However, opioids can become additive. Side effects include drowsiness & constipation.
By Eamonn Brady MPSI
Steroid Injections- Steroid injections into the affected joints may be a treatment option.
It should only be considered where there is inflammation in the joint. However, the
effects of steroid injections only last up to four weeks (often only a week) so it is not a
long term solution.
Supplements- Glucosamine and chondroitin supplements may provide pain relief.
These chemicals are found naturally in cartilage and it is thought that taking these
supplements may improve the condition of damaged cartilage.
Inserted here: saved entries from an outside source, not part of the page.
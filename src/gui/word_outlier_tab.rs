//! Word Outliers tab: per-pair bar chart above the word table.

use crate::charts::ChartPlotter;
use crate::data::{DataProcessor, DataSet, WordOutlierRecord};
use crate::gui::control_panel::UserSettings;
use crate::gui::widgets::{info_panel, OutlierTable};
use crate::stats::{OutlierStats, PairCount};
use egui::RichText;

const CHART_LEGEND: &str = "GREEN: 'Unexpectedly Similar' - words that look/sound alike in languages \
that are usually different. Likely indicates Loanwords or ancient cognates.\n\n\
RED: 'Unexpectedly Different' - words that are totally different in languages that are \
usually similar. Indicates irregular vocabulary or false friends.";

const TABLE_LEGEND: &str = "CONCEPT: The original English word.\n\
SIMILARITY: 0.0 to 1.0 score for this specific word pair.\n\
Z-SCORE: How shocking is this similarity? A high score means this word \
is an exception to the rule for these two languages.";

/// Hover text for one cell of the word table.
pub fn word_tooltip(rec: &WordOutlierRecord, column: usize) -> String {
    match column {
        6 => "Z-Score: High value = Strong Anomaly.".to_string(),
        5 => "Similarity: 1.0 = Identical, 0.0 = Different.".to_string(),
        _ => format!(
            "{} (Topic: {})\nMean Sim: {:.3}\nStd Dev: {:.3}\nZ-Score: {:.3}",
            rec.source_word, rec.topic, rec.mean, rec.std_dev, rec.z_score
        ),
    }
}

pub struct WordOutlierTab {
    counts: Vec<PairCount>,
    table: OutlierTable,
}

impl WordOutlierTab {
    pub fn new() -> Self {
        Self {
            counts: Vec::new(),
            table: OutlierTable::new("word_outlier_table"),
        }
    }

    pub fn refresh(&mut self, ds: &DataSet, settings: &UserSettings) {
        let rows = DataProcessor::word_outliers_for(ds, &settings.scope);
        self.counts = OutlierStats::pair_counts(&rows);
        self.table.clear_selection();
    }

    pub fn show(&mut self, ui: &mut egui::Ui, ds: &DataSet, settings: &UserSettings) {
        egui::TopBottomPanel::top("word_outlier_chart")
            .resizable(true)
            .default_height(330.0)
            .show_inside(ui, |ui| {
                ui.label(RichText::new("Outliers by Language Pair").strong());
                egui::SidePanel::right("word_chart_legend")
                    .resizable(false)
                    .exact_width(240.0)
                    .show_inside(ui, |ui| {
                        info_panel(ui, "Chart Legend", CHART_LEGEND);
                    });
                egui::CentralPanel::default().show_inside(ui, |ui| {
                    ChartPlotter::draw_pair_bar_chart(ui, &self.counts);
                });
            });

        egui::CentralPanel::default().show_inside(ui, |ui| {
            egui::TopBottomPanel::bottom("word_table_legend")
                .resizable(false)
                .show_inside(ui, |ui| {
                    info_panel(ui, "List Legend", TABLE_LEGEND);
                });
            egui::CentralPanel::default().show_inside(ui, |ui| {
                let rows = DataProcessor::word_outliers_for(ds, &settings.scope);
                self.table.show(
                    ui,
                    &rows,
                    |r| ChartPlotter::kind_color(r.kind.is_positive()),
                    |r, col| Some(word_tooltip(r, col)),
                );
            });
        });
    }
}

#[cfg(test)]
mod tests {
    use super::*;
    use crate::data::OutlierKind;

    #[test]
    fn tooltip_describes_record() {
        let rec = WordOutlierRecord {
            topic: "food".into(),
            source_word: "bread".into(),
            lang_a: "en".into(),
            lang_b: "de".into(),
            word_a: "bread".into(),
            word_b: "brot".into(),
            similarity: 0.6,
            mean: 0.25,
            std_dev: 0.0834,
            z_score: 4.19674,
            kind: OutlierKind::Positive,
        };
        assert_eq!(
            word_tooltip(&rec, 0),
            "bread (Topic: food)\nMean Sim: 0.250\nStd Dev: 0.083\nZ-Score: 4.197"
        );
        assert!(word_tooltip(&rec, 6).starts_with("Z-Score"));
        assert!(word_tooltip(&rec, 5).starts_with("Similarity"));
    }
}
They may also slow down
thinning of the cartilage. However, there is not enough evidence yet to prove that
glucosamine and chondroitin help osteoarthritis. Both are available over the counter in
pharmacies, separately or in combination products. Whelehans high strength
Glucosamine and Chondroitin Capsules are €9.99 for a month’s supply. This is less
expensive than leading brands such as Vitabiotics Jointcare®. Glucosamine is allowed
on the medical when prescribed by a doctor (eg) Dona®, Pharma-Nord Glucosamine®.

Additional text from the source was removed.